What is required
Across all the entries, how many lines hold "pool"? Answer with that number and nothing else.

****************

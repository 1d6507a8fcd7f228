//! # Memo Indexer Shared
//! Domain types shared by every crate of the memo indexer: decoded actions,
//! identities, blocks, the shape of ledger transactions, derived view records,
//! the protocol rules and the chain resolver that orders identity histories.
pub mod protocol;
pub mod resolver;
pub mod types;
//! PostgreSQL implementation of the cursor repository.
//!
//! Stores cursor positions in the `indexer_cursors` table to enable scanner
//! resumption after restarts.

use crate::CursorRepository;
use crate::errors::CursorRepositoryError;
use async_trait::async_trait;

/// PostgreSQL-backed cursor repository.
///
/// Persists positions in `indexer_cursors` with upsert operations for atomic updates.
pub struct PostgresCursorRepository {
    /// PostgreSQL connection pool
    pool: sqlx::PgPool,
}

impl PostgresCursorRepository {
    /// Creates a new PostgreSQL cursor repository instance.
    ///
    /// # Arguments
    ///
    /// * `pool` - Configured PostgreSQL connection pool with the schema migrated
    pub async fn new(pool: sqlx::PgPool) -> Result<Self, CursorRepositoryError> {
        Ok(Self { pool })
    }
}

#[async_trait]
impl CursorRepository for PostgresCursorRepository {
    async fn get_cursor(&self, id: &str) -> Result<Option<i64>, CursorRepositoryError> {
        let position: Option<i64> =
            sqlx::query_scalar("SELECT position FROM indexer_cursors WHERE id = $1")
                .bind(id)
                .fetch_optional(&self.pool)
                .await?;

        Ok(position)
    }

    async fn save_cursor(&self, id: &str, position: i64) -> Result<(), CursorRepositoryError> {
        sqlx::query(
            "INSERT INTO indexer_cursors (id, position) VALUES ($1, $2) \
             ON CONFLICT (id) DO UPDATE SET position = $2, updated_at = now()",
        )
        .bind(id)
        .bind(position)
        .execute(&self.pool)
        .await?;

        Ok(())
    }
}
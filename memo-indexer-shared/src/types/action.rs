use std::borrow::Cow;

use bitcoin::hashes::Hash as _;
use chrono::{DateTime, Utc};
use serde::{Deserialize, Serialize};

use crate::protocol::PollType;
use crate::types::{ActionKind, BlockRef, Identity};

/// Hash of the transaction an action was decoded from.
pub type TxHash = bitcoin::Txid;

/// Kind-specific fields of a decoded action.
#[derive(Debug, Clone, PartialEq, Eq, Serialize, Deserialize)]
#[serde(tag = "kind", rename_all = "snake_case")]
pub enum ActionPayload {
    SetName { name: String },
    Post { message: String },
    Reply { parent: TxHash, message: String },
    Like { target: TxHash },
    Follow { target: Identity },
    Unfollow { target: Identity },
    TagMessage { topic: String, message: String },
    PollQuestion { poll_type: PollType, question: String },
    PollResponse { poll: TxHash, comment: String },
}

impl ActionPayload {
    pub fn kind(&self) -> ActionKind {
        match self {
            ActionPayload::SetName { .. } => ActionKind::SetName,
            ActionPayload::Post { .. } => ActionKind::Post,
            ActionPayload::Reply { .. } => ActionKind::Reply,
            ActionPayload::Like { .. } => ActionKind::Like,
            ActionPayload::Follow { .. } => ActionKind::Follow,
            ActionPayload::Unfollow { .. } => ActionKind::Unfollow,
            ActionPayload::TagMessage { .. } => ActionKind::TagMessage,
            ActionPayload::PollQuestion { .. } => ActionKind::PollQuestion,
            ActionPayload::PollResponse { .. } => ActionKind::PollResponse,
        }
    }

    /// The searchable text of the payload, if the kind carries any.
    pub fn text(&self) -> Option<&str> {
        match self {
            ActionPayload::SetName { name } => Some(name),
            ActionPayload::Post { message }
            | ActionPayload::Reply { message, .. }
            | ActionPayload::TagMessage { message, .. } => Some(message),
            ActionPayload::PollQuestion { question, .. } => Some(question),
            ActionPayload::PollResponse { comment, .. } => Some(comment),
            ActionPayload::Like { .. }
            | ActionPayload::Follow { .. }
            | ActionPayload::Unfollow { .. } => None,
        }
    }

    /// Text matched by substring search. Tag messages match on their topic as
    /// well as their message.
    pub fn search_text(&self) -> Option<Cow<'_, str>> {
        match self {
            ActionPayload::TagMessage { topic, message } => {
                Some(Cow::Owned(format!("{topic}\n{message}")))
            }
            other => other.text().map(Cow::Borrowed),
        }
    }

    /// Raw bytes of the object a like or (un)follow points at.
    pub fn target_bytes(&self) -> Option<Vec<u8>> {
        match self {
            ActionPayload::Like { target } => Some(target.as_byte_array().to_vec()),
            ActionPayload::Follow { target } | ActionPayload::Unfollow { target } => {
                Some(target.as_bytes().to_vec())
            }
            _ => None,
        }
    }

    /// Parent hash carried inside the payload itself.
    pub fn embedded_parent(&self) -> Option<TxHash> {
        match self {
            ActionPayload::Reply { parent, .. } => Some(*parent),
            ActionPayload::PollResponse { poll, .. } => Some(*poll),
            _ => None,
        }
    }
}

/// One decoded protocol action.
#[derive(Debug, Clone, PartialEq, Eq)]
pub struct Action {
    pub tx_hash: TxHash,
    pub parent_hash: Option<TxHash>,
    pub identity: Identity,
    pub raw_script: Vec<u8>,
    pub payload: ActionPayload,
    /// `None` while the transaction is unconfirmed.
    pub block: Option<BlockRef>,
}

impl Action {
    pub fn kind(&self) -> ActionKind {
        self.payload.kind()
    }

    pub fn is_confirmed(&self) -> bool {
        self.block.is_some()
    }
}

impl AsRef<Action> for Action {
    fn as_ref(&self) -> &Action {
        self
    }
}

/// An action as persisted, with its storage id and bookkeeping timestamps.
///
/// `id` grows with insertion order and is what aggregators use as their
/// watermark.
#[derive(Debug, Clone, PartialEq, Eq)]
pub struct StoredAction {
    pub id: i64,
    pub action: Action,
    pub created_at: DateTime<Utc>,
    pub updated_at: DateTime<Utc>,
}

impl AsRef<Action> for StoredAction {
    fn as_ref(&self) -> &Action {
        &self.action
    }
}

/// A stored action whose parent hash does not resolve to a stored action.
#[derive(Debug, Clone, PartialEq, Eq)]
pub struct DanglingParent {
    pub action_id: i64,
    pub identity: Identity,
    pub kind: ActionKind,
    pub parent_hash: TxHash,
}
//! Error types for the loader module of the Memo Indexer Pipeline.
//! Defines specific errors that can occur during the loading and persistence
//! of decoded actions.
use memo_indexer_repository::{ActionsRepositoryError, CursorRepositoryError};
use thiserror::Error;

/// Represents errors that can occur within the actions loader.
///
/// This enum consolidates various error conditions specific to the loading
/// process, including errors propagated from the repositories.
#[derive(Debug, Error)]
pub enum LoaderError {
    #[error("Actions repository error: {0}")]
    ActionsRepository(#[from] ActionsRepositoryError),
    #[error("Cursor repository error: {0}")]
    CursorRepository(#[from] CursorRepositoryError),
}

****************

Exercise answer
7